La presse fut chargée d’encenser Davos :
« Le capitalisme a ses charités, ses philanthropes dont la mission est d’enjoliver un système peu amène envers ceux qu’il ne comble pas de ses bienfaits. La presse trône au premier plan de ces campagnes de blanchiment. Ainsi, Davos, autrefois conclave des « global leaders » soucieux de « créer de la valeur » pour leurs actionnaires, serait presque devenu un lieu de virée pour patrons copains et citoyens. »
Halimi tacle au passage l’effarant Joffrin :
« N’accablons pas Laurent Joffrin. Lui qui, pendant les années Reagan, célébra les États- Unis et le libéralisme (l’émission « Vive la crise ! » fut en partie son œuvre) n’a fait que traduire à sa modeste échelle ce que, sous la double pression de la concentration capitaliste et d’une concurrence commerciale favorisant le conformisme et la bêtise, le journalisme est devenu presque partout : creux et révérencieux. »
La géographie ça sert d’abord à faire la guerre, disait Yves Lacoste. La presse encore plus, surtout dans une puissance belligène et coloniale :
« Pendant les guerres, la presse se soucie moins de consensus, de pédagogie, de complexité, et davantage de réchauffer l’ardeur des combattants. Presque tout a été dit sur l’effondrement de l’esprit critique lors de la guerre du Golfe où, mis à part L’Humanité et La Croix (par intermittence), chacun des directeurs de quotidien se plaça au service de nos soldats. Quasiment unanimes, les hebdos, radios et télévisions firent chorus, se transformant en classe de recyclage pour officier au rancart vaincu en Algérie trente ans plus tôt et soucieux de prendre, dans les médias, sa revanche sur les Arabes. »
Halimi souligne cette haine pathologique du peuple. On la sentit venir en 1992 au moment de Maastricht. Juste là confinée au nationaliste pauvre (raciste, fasciste, nazi, antisémite, etc.), cette haine se communiqua à tout le peuple de gauche, du centre ou d’ailleurs :
« En 1992, la campagne du référendum sur le traité de Maastricht répéta les « dérives » observées pendant la guerre du Golfe. Là encore, beaucoup de choses se conjuguèrent : la volonté d’encourager l’élite éclairée qui construit l’avenir (« l’Europe») alors que le peuple ne sait qu’exhaler ses nostalgies, sa « xénophobie » et ses « peurs » ; la préférence instinctive pour les options du centre, surtout lorsqu’elles s’opposent aux extrêmes « populiste » et « nationaliste » ; enfin la place accordée aux avis des experts et des intellectuels, eux aussi particulièrement sensibles aux ressorts précédents. Intelligence contre irrationalité, ouverture contre repli, avenir contre passé, ordre contre meute : tous ces fragments d’un discours méprisant de caste et de classe resurgirent au moment du référendum de mai 2005 sur le traité constitutionnel européen. »
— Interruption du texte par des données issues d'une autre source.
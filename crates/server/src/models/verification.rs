use chrono::{DateTime, Utc};
use serde::{Deserialize, Serialize};
use utoipa::ToSchema;

use super::common::CatalogItem;

/// A checklist question for one asset type
#[derive(Debug, Clone, Serialize, ToSchema)]
#[serde(rename_all = "camelCase")]
pub struct Verification {
    pub id: i64,
    pub question: String,
    pub step: String,
    pub category: Option<String>,
    /// Asset type name
    pub asset_type: String,
    pub options: Vec<String>,
}

#[derive(Debug, Clone, Deserialize, ToSchema)]
#[serde(rename_all = "camelCase")]
pub struct NewVerification {
    pub question: String,
    pub step: String,
    /// Created when no category has this name yet
    pub category: String,
    pub asset_type_id: i64,
    #[serde(default)]
    pub options: Vec<String>,
}

#[derive(Debug, Clone, Serialize, ToSchema)]
#[serde(rename_all = "camelCase")]
pub struct VerificationAnswer {
    pub id: i64,
    pub lending_id: i64,
    pub verification: Verification,
    /// Delivery or return
    #[serde(rename = "type")]
    pub answer_type: CatalogItem,
    pub answer: String,
    pub observations: Option<String>,
    pub created_at: DateTime<Utc>,
}

#[derive(Debug, Clone, Deserialize, ToSchema)]
#[serde(rename_all = "camelCase")]
pub struct NewAnswer {
    pub verification_id: i64,
    pub answer: String,
    pub observations: Option<String>,
}

/// Answers to a lending checklist, all of one type
#[derive(Debug, Clone, Deserialize, ToSchema)]
#[serde(rename_all = "camelCase")]
pub struct NewVerificationAnswers {
    pub lending_id: i64,
    pub type_id: i64,
    pub answered: Vec<NewAnswer>,
}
Et comme on continue de chercher la petite bête immonde ici et ailleurs, Halimi rappelle :
« Il a fallu attendre la fin du second septennat de François Mitterrand pour découvrir que l’ancien président de la République avait, sciemment et longtemps après la guerre, continué à fréquenter un haut dignitaire de Vichy impliqué dans les basses œuvres de ce régime, qu’il avait envoyé à la guillotine des militants de l’indépendance algérienne…Tant d’enquêteurs et tant de journaux se prétendant concurrents pour arriver à ce résultat-là!»
Ce qui est juif, disait Goebbels à Fritz Lang, nous en décidons. Ce qui est antisémite aussi.
Concluons philosophiquement comme l’andouille Ferry. La presse française est crevée depuis longtemps. Comme l’Eglise ou les partis, elle survit en hystérésis, grâce à nos subventions.